In the first oral argument for an employment law case this session on Tuesday, November 6, justices became irritated in trying to define exactly what constitutes a formal charge under EEOC procedures.
The case involves Patricia Kennedy, a FedEx courier who alleges that the pay policies the giant delivery company instituted in 1994 and 1995 discriminate against older workers. On December 3, 2001, she filled out an EEOC intake questionnaire and submitted a four-page affidavit with the agency.
On April 30, 2002, Kennedy and several of her FedEx colleagues filed an age discrimination lawsuit. Kennedy filed her own formal charge of discrimination with the EEOC on May 30, 2002.
Under the Age Discrimination in Employment Act, a charge must be filed 60 days before beginning a lawsuit in federal court. A district court ruled that the paperwork Kennedy filed with the EEOC in 2001 did not constitute a formal charge, and dismissed her case. The 2nd Circuit Court of Appeals reversed the decision.
Now the Supreme Court is trying to parse the EEOC’s charge system. The agency has created a formal charge document, called Form 5. It also provides an intake questionnaire, called Form 283. Sometimes the EEOC treats the intake paper as a charge and sometimes as an informal document.
FedEx’s lawyer argued that the company was not given timely notification of charges against it before Kennedy entered the lawsuit with her colleagues, denying FedEx the opportunity to settle the matter out of court.
A lawyer for Kennedy maintained that the content of the intake questionnaire qualifies it as a formal charge and that the person making the discrimination claim shouldn’t suffer because the EEOC failed to formally notify FedEx of the claim.
During the hearing, Supreme Court justices lost their patience while examining the EEOC process.
“I think the problem here is the EEOC, not anyone else,” said Justice Antonin Scalia. “What kind of agency is this?”
Later, Scalia said that if the EEOC process was clearer, courts wouldn’t be burdened with trying to figure out whether someone intended to formally file discrimination charges against an employer.
No matter how he and his colleagues rule on the case, Scalia wants to send a message to the agency.
“My main concern is to do something that will cause the EEOC to get its act together,” he said. “This whole situation can be traced back to the agency.”
It wasn’t just the conservative Scalia who became animated. At one point in the argument, Justice Stephen Breyer pressed a government attorney to provide the formal definition of a charge.
“Where do I read that?” Breyer demanded as he brandished a pencil with a flourish and jotted down the references.
But as is typical in Supreme Court oral arguments, the justices were tough with both sides. The FedEx lawyer, Connie Lensing, was questioned about why the company sought dismissal over a technical notice violation that could have been caused by an EEOC mistake.
“I don’t understand your leap from government incompetence to saying the plaintiff loses,” said Chief Justice John Roberts.
Justice Samuel Alito indicated the EEOC intake and charge documents were closely related.
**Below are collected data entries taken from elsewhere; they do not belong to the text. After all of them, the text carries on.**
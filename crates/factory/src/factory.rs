//! The container factory: sole owner of create/destroy on the runtime client.

use std::{collections::HashMap, time::Duration};

use {
    bollard::{
        Docker,
        exec::{CreateExecOptions, StartExecOptions},
        models::{ContainerCreateBody, HostConfig, RestartPolicy, RestartPolicyNameEnum},
        query_parameters::{
            CreateContainerOptionsBuilder, CreateImageOptionsBuilder,
            DownloadFromContainerOptionsBuilder, InspectContainerOptions,
            ListContainersOptionsBuilder, RemoveContainerOptionsBuilder, StartContainerOptions,
            StopContainerOptionsBuilder,
        },
    },
    futures::{StreamExt, TryStreamExt},
    tokio::sync::Mutex,
    tracing::{debug, info, warn},
};

use crate::{
    engine::{EngineEndpoint, check_engine, connect_engine},
    error::FactoryError,
    probe::ReadyProbe,
    record::{
        ContainerRecord, ContainerSpec, ContainerStatus, Endpoint, MANAGED_LABEL, MANAGED_VALUE,
        identification_labels,
    },
};

/// Seconds the engine waits before killing a container on stop.
const STOP_GRACE_SECS: i32 = 5;

/// Process-local registry of containers this factory created, wrapping the
/// runtime client with identification labels, readiness semantics, and bulk
/// cleanup.
///
/// Constructed explicitly and passed to whoever needs it; there is no hidden
/// process-wide singleton. One factory per process is the common case, more
/// are fine — each gets its own namespace.
pub struct ContainerFactory {
    engine: Docker,
    namespace: String,
    registry: Mutex<HashMap<String, ContainerRecord>>,
}

impl ContainerFactory {
    /// Connect to the engine at `endpoint` and validate connectivity.
    ///
    /// Fails fast with [`FactoryError::EngineUnavailable`] when the control
    /// plane cannot be reached at all.
    pub async fn connect(
        endpoint: &EngineEndpoint,
        namespace: Option<String>,
    ) -> Result<Self, FactoryError> {
        let engine = connect_engine(endpoint)?;
        check_engine(&engine).await?;
        let namespace = namespace.unwrap_or_else(gen_namespace);
        info!(endpoint = %endpoint.label(), namespace, "container factory connected");
        Ok(Self {
            engine,
            namespace,
            registry: Mutex::new(HashMap::new()),
        })
    }

    /// The factory's namespace, stamped on every container it creates.
    pub fn namespace(&self) -> &str {
        &self.namespace
    }

    /// Number of containers currently registered.
    pub async fn container_count(&self) -> usize {
        self.registry.lock().await.len()
    }

    /// Snapshot of the registered records.
    pub async fn records(&self) -> Vec<ContainerRecord> {
        self.registry.lock().await.values().cloned().collect()
    }

    /// Create and start a container from `spec`, merge in the identification
    /// labels, publish the service port, and register the record.
    pub async fn create(&self, spec: &ContainerSpec) -> Result<ContainerRecord, FactoryError> {
        let name = self.gen_name();
        let mut labels = identification_labels(&self.namespace, spec.role);
        labels.extend(spec.extra_labels.clone());

        debug!(name, image = %spec.image, role = %spec.role, "creating container");

        let exposed_ports: HashMap<String, HashMap<(), ()>> =
            HashMap::from([(spec.service_port.clone(), HashMap::new())]);

        let restart_policy = spec.restart_on_failure.then(|| RestartPolicy {
            name: Some(RestartPolicyNameEnum::ON_FAILURE),
            maximum_retry_count: None,
        });

        let body = ContainerCreateBody {
            image: Some(spec.image.clone()),
            labels: Some(labels.clone()),
            env: if spec.env.is_empty() { None } else { Some(spec.env.clone()) },
            cmd: spec.cmd.clone(),
            exposed_ports: Some(exposed_ports),
            host_config: Some(HostConfig {
                publish_all_ports: Some(true),
                memory: spec.mem_limit,
                shm_size: spec.shm_size,
                restart_policy,
                ..HostConfig::default()
            }),
            ..ContainerCreateBody::default()
        };

        let created = self
            .engine
            .create_container(
                Some(CreateContainerOptionsBuilder::new().name(&name).build()),
                body,
            )
            .await
            .map_err(|e| create_error(&spec.image, e))?;

        self.engine
            .start_container(&name, None::<StartContainerOptions>)
            .await
            .map_err(|e| create_error(&spec.image, e))?;

        let endpoint = self.published_endpoint(&name, &spec.service_port).await?;

        let record = ContainerRecord {
            id: created.id,
            name: name.clone(),
            image: spec.image.clone(),
            labels,
            endpoint,
            status: ContainerStatus::Running,
        };

        self.registry.lock().await.insert(name.clone(), record.clone());
        info!(name, endpoint = %record.endpoint, "container started");
        Ok(record)
    }

    /// Poll `probe` against the container's published endpoint with bounded
    /// exponential backoff until it succeeds or `timeout` elapses.
    ///
    /// On timeout the container is intentionally left running so an operator
    /// can inspect it.
    pub async fn await_ready(
        &self,
        record: &ContainerRecord,
        probe: &dyn ReadyProbe,
        timeout: Duration,
    ) -> Result<(), FactoryError> {
        debug!(name = record.name, endpoint = %record.endpoint, "waiting for container readiness");
        if crate::probe::poll_until_ready(&record.endpoint, probe, timeout).await {
            Ok(())
        } else {
            Err(FactoryError::ContainerNotReady {
                name: record.name.clone(),
                timeout,
            })
        }
    }

    /// Stop and remove a container. Idempotent: destroying an already-removed
    /// record is a no-op.
    pub async fn destroy(&self, record: &ContainerRecord) -> Result<(), FactoryError> {
        self.registry.lock().await.remove(&record.name);
        destroy_by_name(&self.engine, &record.name).await?;
        debug!(name = record.name, "container destroyed");
        Ok(())
    }

    /// Destroy every container registered with this factory.
    pub async fn destroy_all(&self) -> Result<(), FactoryError> {
        let records: Vec<ContainerRecord> = {
            let mut registry = self.registry.lock().await;
            registry.drain().map(|(_, r)| r).collect()
        };
        for record in records {
            destroy_by_name(&self.engine, &record.name).await?;
        }
        Ok(())
    }

    /// Destroy every container on the runtime carrying the identification
    /// label, plus any `extra_labels` selector, regardless of which process
    /// created it.
    ///
    /// Queries the runtime directly rather than the in-memory registry, so it
    /// can clean up after crashed processes. Containers lacking the managed
    /// label are never touched.
    pub async fn scrub_containers(
        &self,
        extra_labels: &[(&str, &str)],
    ) -> Result<usize, FactoryError> {
        let destroyed = scrub_ids(&self.engine, extra_labels).await?;
        // drop registry entries only for containers the scrub destroyed;
        // a narrowed selector leaves the others running and registered
        let mut registry = self.registry.lock().await;
        remove_destroyed(&mut registry, &destroyed);
        Ok(destroyed.len())
    }

    /// Pull `image` unless it is already present locally. Preloading images
    /// before starting a fleet of sessions reduces readiness timeouts.
    pub async fn load_image(&self, image: &str) -> Result<(), FactoryError> {
        if self.engine.inspect_image(image).await.is_ok() {
            debug!(image, "image already present");
            return Ok(());
        }
        let (from_image, tag) = match image.rsplit_once(':') {
            Some((img, tag)) => (img, tag),
            None => (image, "latest"),
        };
        info!(image, "pulling image");
        self.engine
            .create_image(
                Some(
                    CreateImageOptionsBuilder::new()
                        .from_image(from_image)
                        .tag(tag)
                        .build(),
                ),
                None,
                None,
            )
            .try_collect::<Vec<_>>()
            .await?;
        Ok(())
    }

    /// Run a command inside a managed container, detached.
    pub async fn exec_detached(
        &self,
        record: &ContainerRecord,
        cmd: Vec<String>,
        env: Option<Vec<String>>,
    ) -> Result<(), FactoryError> {
        let exec = self
            .engine
            .create_exec(
                &record.name,
                CreateExecOptions {
                    cmd: Some(cmd),
                    env,
                    attach_stdout: Some(false),
                    attach_stderr: Some(false),
                    ..Default::default()
                },
            )
            .await?;
        self.engine
            .start_exec(
                &exec.id,
                Some(StartExecOptions {
                    detach: true,
                    ..Default::default()
                }),
            )
            .await?;
        Ok(())
    }

    /// Copy a file or directory out of a managed container as a tar archive.
    pub async fn download_archive(
        &self,
        record: &ContainerRecord,
        path: &str,
    ) -> Result<Vec<u8>, FactoryError> {
        let mut stream = self.engine.download_from_container(
            &record.name,
            Some(DownloadFromContainerOptionsBuilder::new().path(path).build()),
        );
        let mut bytes = Vec::new();
        while let Some(chunk) = stream.next().await {
            bytes.extend_from_slice(&chunk?);
        }
        Ok(bytes)
    }

    /// Generate a container name unique within this factory's namespace.
    fn gen_name(&self) -> String {
        format!("corral-{}-{}", self.namespace, gen_hex(6))
    }

    /// Read back the engine-assigned host endpoint for `service_port`.
    async fn published_endpoint(
        &self,
        name: &str,
        service_port: &str,
    ) -> Result<Endpoint, FactoryError> {
        let missing = || FactoryError::MissingEndpoint {
            name: name.to_string(),
            port: service_port.to_string(),
        };

        let inspect = self
            .engine
            .inspect_container(name, None::<InspectContainerOptions>)
            .await?;
        let binding = inspect
            .network_settings
            .and_then(|net| net.ports)
            .and_then(|ports| ports.get(service_port).cloned().flatten())
            .and_then(|bindings| bindings.into_iter().next())
            .ok_or_else(missing)?;

        let host = match binding.host_ip.as_deref() {
            None | Some("") | Some("0.0.0.0") | Some("::") => "127.0.0.1".to_string(),
            Some(ip) => ip.to_string(),
        };
        let port = binding
            .host_port
            .as_deref()
            .and_then(|p| p.parse::<u16>().ok())
            .ok_or_else(missing)?;

        Ok(Endpoint { host, port })
    }
}

/// Destroy all managed containers visible to `engine`, filtered by the
/// identification label and any extra `key=value` selectors. Free function so
/// out-of-band cleanup does not need a live factory.
pub async fn scrub_containers(
    engine: &Docker,
    extra_labels: &[(&str, &str)],
) -> Result<usize, FactoryError> {
    Ok(scrub_ids(engine, extra_labels).await?.len())
}

/// Scrub and report the ids of the containers actually destroyed.
async fn scrub_ids(
    engine: &Docker,
    extra_labels: &[(&str, &str)],
) -> Result<Vec<String>, FactoryError> {
    let mut label_filters = vec![format!("{MANAGED_LABEL}={MANAGED_VALUE}")];
    for (key, value) in extra_labels {
        label_filters.push(format!("{key}={value}"));
    }
    let filters: HashMap<String, Vec<String>> =
        HashMap::from([("label".to_string(), label_filters)]);

    let summaries = engine
        .list_containers(Some(
            ListContainersOptionsBuilder::new()
                .all(true)
                .filters(&filters)
                .build(),
        ))
        .await?;

    debug!(count = summaries.len(), "found managed containers to scrub");

    let mut destroyed = Vec::new();
    for summary in summaries {
        let Some(id) = summary.id else { continue };
        match destroy_by_name(engine, &id).await {
            Ok(()) => destroyed.push(id),
            Err(e) => warn!(id, error = %e, "failed to scrub container"),
        }
    }
    info!(removed = destroyed.len(), "scrub complete");
    Ok(destroyed)
}

/// Forget registry entries whose containers a scrub destroyed, keeping
/// records whose containers fell outside the scrub's selector.
fn remove_destroyed(registry: &mut HashMap<String, ContainerRecord>, destroyed: &[String]) {
    registry.retain(|_, record| !destroyed.iter().any(|id| *id == record.id));
}

/// Stop (best-effort) and force-remove one container. Missing containers are
/// treated as already destroyed.
async fn destroy_by_name(engine: &Docker, name: &str) -> Result<(), FactoryError> {
    let _ = engine
        .stop_container(
            name,
            Some(StopContainerOptionsBuilder::new().t(STOP_GRACE_SECS).build()),
        )
        .await;
    match engine
        .remove_container(
            name,
            Some(RemoveContainerOptionsBuilder::new().force(true).v(true).build()),
        )
        .await
    {
        Ok(()) => Ok(()),
        Err(e) if is_not_found(&e) => Ok(()),
        Err(e) => Err(e.into()),
    }
}

fn is_not_found(error: &bollard::errors::Error) -> bool {
    matches!(
        error,
        bollard::errors::Error::DockerResponseServerError { status_code: 404, .. }
    )
}

fn create_error(image: &str, error: bollard::errors::Error) -> FactoryError {
    match error {
        bollard::errors::Error::DockerResponseServerError { message, .. } => {
            FactoryError::ContainerCreate {
                image: image.to_string(),
                message,
            }
        },
        other => FactoryError::EngineUnavailable(other.to_string()),
    }
}

fn gen_namespace() -> String {
    gen_hex(8)
}

fn gen_hex(len: usize) -> String {
    use rand::Rng;
    let mut rng = rand::rng();
    (0..len)
        .map(|_| {
            let nibble: u8 = rng.random_range(0..16);
            char::from_digit(u32::from(nibble), 16).unwrap_or('0')
        })
        .collect()
}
“I don’t see much difference in the substance of these two forms,” he said.
Lensing maintained that if a company is not promptly notified of a charge, it lacks the time to address the allegation informally with the employee. In addition, stale claims could come to life years after an intake questionnaire is filled out, if that document carries the weight of a charge.
“It’s not the proper thing to do because there’s a big difference in conciliation after a lawsuit is filed,” she said.
But David Rose, Kennedy’s lawyer, pointed out that FedEx did not try to conciliate any of the 247 age discrimination cases filed against it with the EEOC between 1997 and 2007.